A few people recommended Geoguessr (and people like Rainbolt are definitely amazing), but yeah I reckon they're hyperspecialized on reading clues in actual street view imagery, not natural satellite footage like this.
Rainbolt often finds locations for people who have old photos of friends/family who have passed away etc., so the skills definitely seem to extend past just street view.
Out of interest: have you already tried using GPT 5 (reasoning / thinking) for that? I've had quite some success in the past using them to track down such places.
Yeah, that and Gemini 2.5. They actually were able to help identify a handful based on context clues, or at least narrow it down enough that I could find it myself. But there were three I couldn't crack -- even a forum dedicated to solving GE puzzles came up empty:
I gave it a try and look for the locations, specially the 3rd one that does indeed look like it could be in Chile.
For the 2nd picture I found an island in the French Polynesia that has very similar colors and characteristics, might be its around that area, 8°56'10.8"S 139°34'41.2"W (-8.936304553977038, -139.57811272908305)

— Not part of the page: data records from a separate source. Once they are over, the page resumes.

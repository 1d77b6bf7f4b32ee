// region:    --- Imports
use super::endpoints;
use super::envelope::{DataEnvelope, Envelope, MessageEnvelope, UserEnvelope};
use super::ApiClient;
use crate::account::model::{
    DeleteUserRequest, LoginRequest, LoginResponse, RegisterRequest, UpdateUserRequest,
    UserProfile,
};
use crate::error::ClientResult;
use async_trait::async_trait;
use reqwest::Method;
use tracing::info;

// endregion: --- Imports

// region:    --- Account Api
/// 사용자 API
#[async_trait]
pub trait AccountApi: Send + Sync {
    async fn register(&self, request: &RegisterRequest) -> ClientResult<Option<UserProfile>>;
    async fn login(&self, request: &LoginRequest) -> ClientResult<LoginResponse>;
    async fn fetch_me(&self) -> ClientResult<UserProfile>;
    async fn update_me(&self, request: &UpdateUserRequest) -> ClientResult<UserProfile>;
    async fn delete_me(&self, request: &DeleteUserRequest) -> ClientResult<()>;
}

#[async_trait]
impl AccountApi for ApiClient {
    async fn register(&self, request: &RegisterRequest) -> ClientResult<Option<UserProfile>> {
        info!("{:<12} --> 회원가입 요청: email={}", "AccountApi", request.email);
        let envelope: UserEnvelope<UserProfile> = self
            .send_json_anonymous(Method::POST, endpoints::USERS_REGISTER, request)
            .await?;
        Ok(envelope.ensure_success("회원가입에 실패했습니다.")?.user)
    }

    async fn login(&self, request: &LoginRequest) -> ClientResult<LoginResponse> {
        info!("{:<12} --> 로그인 요청: email={}", "AccountApi", request.email);
        let envelope: DataEnvelope<LoginResponse> = self
            .send_json_anonymous(Method::POST, endpoints::USERS_LOGIN, request)
            .await?;
        envelope.into_data("로그인에 실패했습니다.")
    }

    async fn fetch_me(&self) -> ClientResult<UserProfile> {
        let envelope: DataEnvelope<UserProfile> = self.get_json(endpoints::USERS_ME).await?;
        envelope.into_data("정보를 불러올 수 없습니다.")
    }

    async fn update_me(&self, request: &UpdateUserRequest) -> ClientResult<UserProfile> {
        info!("{:<12} --> 내 정보 수정", "AccountApi");
        let envelope: DataEnvelope<UserProfile> = self
            .send_json(Method::PUT, endpoints::USERS_ME, request)
            .await?;
        envelope.into_data("정보 수정에 실패했습니다.")
    }

    async fn delete_me(&self, request: &DeleteUserRequest) -> ClientResult<()> {
        info!("{:<12} --> 회원 탈퇴 요청", "AccountApi");
        let envelope: MessageEnvelope = self
            .send_json(Method::DELETE, endpoints::USERS_ME, request)
            .await?;
        envelope.ensure_success("회원 탈퇴에 실패했습니다.")?;
        Ok(())
    }
}

// endregion: --- Account Api
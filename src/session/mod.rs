// region:    --- Imports
use crate::error::{ClientError, ClientResult};
use std::fs;
use std::path::PathBuf;
use std::sync::{Arc, Mutex};
use tracing::{debug, info};

// endregion: --- Imports

// region:    --- Token Store
/// 인증 토큰 영속 저장소
pub trait TokenStore: Send + Sync {
    fn load(&self) -> ClientResult<Option<String>>;
    fn save(&self, token: &str) -> ClientResult<()>;
    fn clear(&self) -> ClientResult<()>;
}

/// 파일 기반 토큰 저장소
pub struct FileTokenStore {
    path: PathBuf,
}

impl FileTokenStore {
    pub fn new(path: impl Into<PathBuf>) -> Self {
        Self { path: path.into() }
    }
}

impl TokenStore for FileTokenStore {
    fn load(&self) -> ClientResult<Option<String>> {
        match fs::read_to_string(&self.path) {
            Ok(raw) => {
                let token = raw.trim();
                Ok((!token.is_empty()).then(|| token.to_string()))
            }
            Err(e) if e.kind() == std::io::ErrorKind::NotFound => Ok(None),
            Err(e) => Err(e.into()),
        }
    }

    fn save(&self, token: &str) -> ClientResult<()> {
        if let Some(parent) = self.path.parent().filter(|p| !p.as_os_str().is_empty()) {
            fs::create_dir_all(parent)?;
        }
        fs::write(&self.path, token)?;
        debug!("{:<12} --> 토큰 저장: {}", "Session", self.path.display());
        Ok(())
    }

    fn clear(&self) -> ClientResult<()> {
        match fs::remove_file(&self.path) {
            Ok(()) => Ok(()),
            Err(e) if e.kind() == std::io::ErrorKind::NotFound => Ok(()),
            Err(e) => Err(e.into()),
        }
    }
}

/// 메모리 토큰 저장소
#[derive(Default)]
pub struct MemoryTokenStore {
    token: Mutex<Option<String>>,
}

impl MemoryTokenStore {
    pub fn with_token(token: &str) -> Self {
        Self {
            token: Mutex::new(Some(token.to_string())),
        }
    }
}

impl TokenStore for MemoryTokenStore {
    fn load(&self) -> ClientResult<Option<String>> {
        let guard = self
            .token
            .lock()
            .map_err(|e| ClientError::Storage(e.to_string()))?;
        Ok(guard.clone())
    }

    fn save(&self, token: &str) -> ClientResult<()> {
        let mut guard = self
            .token
            .lock()
            .map_err(|e| ClientError::Storage(e.to_string()))?;
        *guard = Some(token.to_string());
        Ok(())
    }

    fn clear(&self) -> ClientResult<()> {
        let mut guard = self
            .token
            .lock()
            .map_err(|e| ClientError::Storage(e.to_string()))?;
        *guard = None;
        Ok(())
    }
}

// endregion: --- Token Store

// region:    --- Session
/// HTTP 클라이언트에 전달되는 세션 컨텍스트
#[derive(Clone)]
pub struct Session {
    store: Arc<dyn TokenStore>,
}

impl Session {
    pub fn new(store: Arc<dyn TokenStore>) -> Self {
        Self { store }
    }

    pub fn in_memory() -> Self {
        Self::new(Arc::new(MemoryTokenStore::default()))
    }

    pub fn token(&self) -> ClientResult<Option<String>> {
        self.store.load()
    }

    pub fn is_authenticated(&self) -> bool {
        matches!(self.store.load(), Ok(Some(_)))
    }

    pub fn sign_in(&self, token: &str) -> ClientResult<()> {
        self.store.save(token)?;
        info!("{:<12} --> 로그인 세션 저장", "Session");
        Ok(())
    }

    pub fn sign_out(&self) -> ClientResult<()> {
        self.store.clear()?;
        info!("{:<12} --> 세션 삭제", "Session");
        Ok(())
    }
}

// endregion: --- Session
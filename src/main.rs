// region:    --- Imports
use clap::Parser;
use onbid_client::api::ApiClient;
use onbid_client::cli::Cli;
use onbid_client::config::ClientConfig;
use onbid_client::error::ClientError;
use onbid_client::handlers;
use onbid_client::session::{FileTokenStore, Session};
use std::process::ExitCode;
use std::sync::Arc;
use tracing::{error, info};

// endregion: --- Imports

// region:    --- Main
#[tokio::main]
async fn main() -> ExitCode {
    // logging 초기화
    tracing_subscriber::fmt()
        .with_env_filter(tracing_subscriber::EnvFilter::from_default_env())
        .without_time()
        .with_target(false)
        .init();

    let cli = Cli::parse();

    // 환경 변수 설정 + --base-url 우선
    let mut config = ClientConfig::from_env();
    if let Some(base_url) = cli.base_url.as_deref() {
        config = config.with_base_url(base_url);
    }
    info!("{:<12} --> API 서버: {}", "Main", config.api_base_url);

    // 토큰 파일 세션
    let session = Session::new(Arc::new(FileTokenStore::new(config.session_file.clone())));

    // 401 응답 시 로그인 안내
    let api = match ApiClient::new(&config, session) {
        Ok(api) => api.with_unauthorized_hook(Arc::new(|| {
            eprintln!("세션이 만료되었습니다. `onbid-client login` 으로 다시 로그인하세요.");
        })),
        Err(e) => {
            error!("{:<12} --> HTTP 클라이언트 생성 실패: {}", "Main", e);
            return ExitCode::from(e.exit_code());
        }
    };

    match handlers::dispatch(cli.command, Arc::new(api), &config).await {
        Ok(()) => ExitCode::SUCCESS,
        Err(e) => {
            error!("{:<12} --> {}", "Main", e);
            eprintln!("{}", e);
            if e == ClientError::Unauthenticated {
                eprintln!("`onbid-client login --email <EMAIL> --password <PASSWORD>` 로 로그인하세요.");
            }
            ExitCode::from(e.exit_code())
        }
    }
}
// endregion: --- Main
#![allow(dead_code)]

use async_trait::async_trait;
use chrono::{NaiveDate, NaiveDateTime};
use onbid_client::api::envelope::GoodsPage;
use onbid_client::api::{GoodsApi, LiveGoodsQuery};
use onbid_client::error::{ClientError, ClientResult};
use onbid_client::goods::{Goods, HistoryNo};
use std::collections::VecDeque;
use std::sync::atomic::{AtomicUsize, Ordering};
use std::sync::Mutex;
use std::time::Duration;

/// 트레이싱 초기화 (여러 테스트에서 호출돼도 안전)
pub fn init_tracing() {
    let _ = tracing_subscriber::fmt()
        .with_max_level(tracing::Level::DEBUG)
        .without_time()
        .with_target(false)
        .with_test_writer()
        .try_init();
}

/// 테스트용 물건
pub fn goods(history_no: u64, goods_no: &str) -> Goods {
    Goods {
        history_no: Some(HistoryNo::from(history_no)),
        goods_no: Some(goods_no.to_string()),
        goods_name: Some(format!("물건 {}", goods_no)),
        ..Goods::default()
    }
}

pub fn goods_with_price(history_no: u64, goods_no: &str, min_bid_price: i64) -> Goods {
    Goods {
        min_bid_price: Some(min_bid_price),
        ..goods(history_no, goods_no)
    }
}

/// 같은 태그(goods_detail)를 가진 물건 n건
pub fn tagged_goods(count: u64, tag: &str) -> Vec<Goods> {
    (1..=count)
        .map(|i| Goods {
            goods_detail: Some(tag.to_string()),
            ..goods(i, &format!("G-{:04}", i))
        })
        .collect()
}

pub fn timestamp(hour: u32, minute: u32) -> NaiveDateTime {
    NaiveDate::from_ymd_opt(2025, 1, 15)
        .and_then(|d| d.and_hms_opt(hour, minute, 0))
        .expect("유효한 시각")
}

/// 호출 횟수와 지연을 조절할 수 있는 가짜 물건 API
#[derive(Default)]
pub struct FakeGoodsApi {
    pub live: Mutex<Vec<Goods>>,
    pub live_error: Mutex<Option<ClientError>>,
    pub last_live_query: Mutex<Option<LiveGoodsQuery>>,
    pub db: Mutex<Vec<Goods>>,
    /// 설정되면 DB 조회가 이 오류로 실패
    pub db_error: Mutex<Option<ClientError>>,
    /// DB 조회 호출별 (지연, 응답). 비어 있으면 `db` 를 즉시 반환
    pub db_script: Mutex<VecDeque<(Duration, Vec<Goods>)>>,
    pub db_calls: AtomicUsize,
    pub save_calls: AtomicUsize,
    /// 동기화 시각 응답 순서 (마지막 값은 계속 반복)
    pub sync_statuses: Mutex<VecDeque<ClientResult<Option<NaiveDateTime>>>>,
    pub sync_calls: AtomicUsize,
}

impl FakeGoodsApi {
    pub fn with_live(items: Vec<Goods>) -> Self {
        let api = Self::default();
        *api.live.lock().unwrap() = items;
        api
    }

    pub fn with_db(items: Vec<Goods>) -> Self {
        let api = Self::default();
        *api.db.lock().unwrap() = items;
        api
    }

    pub fn script_db(&self, delay: Duration, items: Vec<Goods>) {
        self.db_script.lock().unwrap().push_back((delay, items));
    }

    pub fn script_sync(&self, status: ClientResult<Option<NaiveDateTime>>) {
        self.sync_statuses.lock().unwrap().push_back(status);
    }

    pub fn save_calls(&self) -> usize {
        self.save_calls.load(Ordering::SeqCst)
    }

    pub fn db_calls(&self) -> usize {
        self.db_calls.load(Ordering::SeqCst)
    }

    pub fn sync_calls(&self) -> usize {
        self.sync_calls.load(Ordering::SeqCst)
    }
}

#[async_trait]
impl GoodsApi for FakeGoodsApi {
    async fn fetch_live_goods(&self, query: &LiveGoodsQuery) -> ClientResult<GoodsPage> {
        *self.last_live_query.lock().unwrap() = Some(query.clone());
        if let Some(e) = self.live_error.lock().unwrap().clone() {
            return Err(e);
        }
        let items = self.live.lock().unwrap().clone();
        Ok(GoodsPage {
            total_count: Some(items.len() as u64),
            items,
            ..GoodsPage::default()
        })
    }

    async fn fetch_persisted_goods(&self) -> ClientResult<Vec<Goods>> {
        self.db_calls.fetch_add(1, Ordering::SeqCst);
        if let Some(e) = self.db_error.lock().unwrap().clone() {
            return Err(e);
        }
        let scripted = self.db_script.lock().unwrap().pop_front();
        match scripted {
            Some((delay, items)) => {
                tokio::time::sleep(delay).await;
                Ok(items)
            }
            None => Ok(self.db.lock().unwrap().clone()),
        }
    }

    async fn fetch_goods_detail(&self, history_no: &HistoryNo) -> ClientResult<Goods> {
        self.db
            .lock()
            .unwrap()
            .iter()
            .find(|g| g.history_no.as_ref() == Some(history_no))
            .cloned()
            .ok_or_else(|| ClientError::ProviderUnavailable("물건을 찾을 수 없습니다.".to_string()))
    }

    async fn save_goods_batch(&self, goods: &[Goods]) -> ClientResult<u64> {
        self.save_calls.fetch_add(1, Ordering::SeqCst);
        *self.db.lock().unwrap() = goods.to_vec();
        Ok(goods.len() as u64)
    }

    async fn delete_all_goods(&self) -> ClientResult<u64> {
        let mut db = self.db.lock().unwrap();
        let deleted = db.len() as u64;
        db.clear();
        Ok(deleted)
    }

    async fn fetch_sync_status(&self) -> ClientResult<Option<NaiveDateTime>> {
        self.sync_calls.fetch_add(1, Ordering::SeqCst);
        let mut statuses = self.sync_statuses.lock().unwrap();
        if statuses.len() > 1 {
            statuses.pop_front().unwrap_or(Ok(None))
        } else {
            statuses.front().cloned().unwrap_or(Ok(None))
        }
    }
}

For the 3rd picture I found many locations that look like your picture but really couldn't find one. The first one is around Mexico, though it probably isn't 27°32'39.0"N 114°45'00.5"W (27.544166, -114.750130). And the second one are islands close to Morocco 28°01'54.4"N 17°16'22.9"W (28.03198233652239, -17.27306308433365) though the angle is not the same... As a bonus for the 3rd picture, I did find in the Andes mountain something that looks like your picture: 33°38'11.7"S 70°07'01.4"W (-33.636446, -70.116968). So maybe you should also look around mountains.
At least from what I've seen in Chile the coast is usually very rocky and the water is usually lot of waves, and in the picture it looks really smooth. (Though I don't know how zoomed out the picture is)
"This looks almost certainly like a satellite view of a region in Western Australia, such as the Pilbara or the Hamersley Range. The dark areas are likely ancient, iron-rich rock formations (ironstone), and the surrounding soil is iconic of what's known as Australia's "Red Centre."
Guess which corporation just announced they're profiting off of the government shutdown of vital environmental and climate agencies? I wonder why they failed to mention any of that in this press release.
Instead of all this stuff, I'd like to see Google use their ML chops to "solve" weather forecasting and deliver ultra accurate predictions a few days ahead.
Hm, I'm quite skeptical about this claim.